Effort-aware Fairness: Incorporating a Philosophy-informed, Human-centered Notion of Effort into Algorithmic Fairness Metrics
Tin Trung Nguyen, Jiannan Xu, Zora Che, Phuong-Anh Nguyen-Le, Rushil Dandamudi, Donald Braman, Furong Huang, Hal Daum\'e III, Zubin Jelveh

TL;DR
This paper introduces a new fairness metric for AI that considers the effort individuals put into their features, grounded in philosophical concepts, supported by human experiments and practical fairness pipelines.
Contribution
It proposes a philosophy-informed Effort-aware Fairness metric, integrating temporal feature trajectories and inertia, with empirical validation and application pipelines.
Findings
People prioritize feature trajectories over aggregate values in fairness judgments.
Effort-aware fairness can reveal systemic disadvantages not captured by traditional metrics.

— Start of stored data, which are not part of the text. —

//! `skylight load` - Load libskylight and report the outcome.

use skylight_nif::{LoadStatus, SkylightConfig};

pub fn execute(config: &SkylightConfig) -> anyhow::Result<()> {
    let (gate, status) = super::load_gate(config)?;
    match status {
        LoadStatus::Loaded => println!("loaded"),
        LoadStatus::AlreadyLoaded => println!("already loaded"),
    }
    if let Some(path) = gate.libskylight()?.path() {
        println!("Library:      {}", path);
    }
    Ok(())
}
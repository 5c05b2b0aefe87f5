//! Opaque handle cells and their release hooks
//!
//! Each native pointer lives in exactly one cell. Cells sit behind an `Arc`
//! handed to the host; when the last host reference goes away `Drop` runs
//! the release hook. The bridge decides *whether* release frees native
//! memory; the host decides *when* it runs.
//!
//! A trace cell has three states:
//!
//! ```text
//! Owned(ptr) --submit ok--> Submitted (null sentinel, release is a no-op)
//! Owned(ptr) --unreachable--> Reclaimed (release calls sky_trace_free)
//! ```
//!
//! The sentinel lives in an `AtomicPtr` so a submission on one thread is
//! visible to a release running on another.

use std::ptr::{self, NonNull};
use std::sync::atomic::{AtomicPtr, Ordering};
use std::sync::Arc;

use crate::error::{BridgeError, BridgeResult};
use crate::gate::Libskylight;
use crate::sys::{SkyInstrumenter, SkyTrace, SkylightApi};

// ============================================================================
// Instrumenter
// ============================================================================

/// Cell owning one native instrumenter for its whole life.
///
/// The instrumenter is always the terminal owner: release unconditionally
/// calls `sky_instrumenter_free`.
pub struct InstrumenterCell {
    lib: Arc<Libskylight>,
    ptr: NonNull<SkyInstrumenter>,
}

// libskylight's instrumenter is safe to share across threads; concurrent
// use of one handle is otherwise the caller's business.
unsafe impl Send for InstrumenterCell {}
unsafe impl Sync for InstrumenterCell {}

impl InstrumenterCell {
    /// Take ownership of a freshly constructed instrumenter
    pub(crate) fn new(lib: Arc<Libskylight>, ptr: NonNull<SkyInstrumenter>) -> Self {
        tracing::trace!(ptr = ?ptr, "instrumenter handle created");
        InstrumenterCell { lib, ptr }
    }

    #[inline]
    pub(crate) fn api(&self) -> &SkylightApi {
        self.lib.api()
    }

    #[inline]
    pub(crate) fn as_ptr(&self) -> *mut SkyInstrumenter {
        self.ptr.as_ptr()
    }
}

impl Drop for InstrumenterCell {
    fn drop(&mut self) {
        tracing::trace!(ptr = ?self.ptr, "releasing instrumenter");
        unsafe { (self.lib.api().instrumenter_free)(self.ptr.as_ptr()) }
    }
}

// ============================================================================
// Trace
// ============================================================================

/// Where a trace cell is in its lifecycle
#[derive(Debug, Clone, Copy, PartialEq, Eq)]
pub enum TraceState {
    /// The cell owns a live native trace
    Owned,
    /// Ownership moved into libskylight; the cell holds the sentinel
    Submitted,
}

/// Cell owning a native trace until it is either released or submitted.
pub struct TraceCell {
    lib: Arc<Libskylight>,
    // Null is the "already consumed" sentinel.
    ptr: AtomicPtr<SkyTrace>,
}

unsafe impl Send for TraceCell {}
unsafe impl Sync for TraceCell {}

impl TraceCell {
    /// Take ownership of a freshly constructed trace
    pub(crate) fn new(lib: Arc<Libskylight>, ptr: NonNull<SkyTrace>) -> Self {
        tracing::trace!(ptr = ?ptr, "trace handle created");
        TraceCell {
            lib,
            ptr: AtomicPtr::new(ptr.as_ptr()),
        }
    }

    #[inline]
    pub(crate) fn api(&self) -> &SkylightApi {
        self.lib.api()
    }

    /// Current state
    pub fn state(&self) -> TraceState {
        if self.ptr.load(Ordering::Acquire).is_null() {
            TraceState::Submitted
        } else {
            TraceState::Owned
        }
    }

    /// The live pointer, or [`BridgeError::TraceSubmitted`].
    #[inline]
    pub(crate) fn live(&self) -> BridgeResult<NonNull<SkyTrace>> {
        NonNull::new(self.ptr.load(Ordering::Acquire)).ok_or(BridgeError::TraceSubmitted)
    }

    /// Swap in the sentinel and hand back the pointer for a submission.
    ///
    /// From here until [`TraceCell::restore`] the cell looks consumed, so
    /// no other path can free or use the pointer while native code may be
    /// freeing it.
    pub(crate) fn take(&self) -> BridgeResult<NonNull<SkyTrace>> {
        NonNull::new(self.ptr.swap(ptr::null_mut(), Ordering::AcqRel))
            .ok_or(BridgeError::TraceSubmitted)
    }

    /// Put back a pointer whose submission was refused.
    pub(crate) fn restore(&self, ptr: NonNull<SkyTrace>) {
        self.ptr.store(ptr.as_ptr(), Ordering::Release);
    }
}

impl Drop for TraceCell {
    fn drop(&mut self) {
        let ptr = *self.ptr.get_mut();
        if ptr.is_null() {
            tracing::trace!("trace already submitted, release is a no-op");
            return;
        }
        tracing::trace!(ptr = ?ptr, "releasing trace");
        unsafe { (self.lib.api().trace_free)(ptr) }
    }
}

The approach enables more equitable AI decisions considering individual effort.
Abstract
Although popularized AI fairness metrics, e.g., demographic parity, have uncovered bias in AI-assisted decision-making outcomes, they do not consider how much effort one has spent to get to where one is today in the input feature space. However, the notion of effort is important in how Philosophy and humans understand fairness. We propose a philosophy-informed approach to conceptualize and evaluate Effort-aware Fairness (EaF), grounded in the concept of Force, which represents the temporal trajectory of predictive features coupled with inertia. Besides theoretical formulation, our empirical contributions include: (1) a pre-registered human subjects experiment, which shows that for both stages of the (individual) fairness evaluation process, people consider the temporal trajectory of a predictive feature more than its aggregate value; (2) pipelines to compute Effort-aware…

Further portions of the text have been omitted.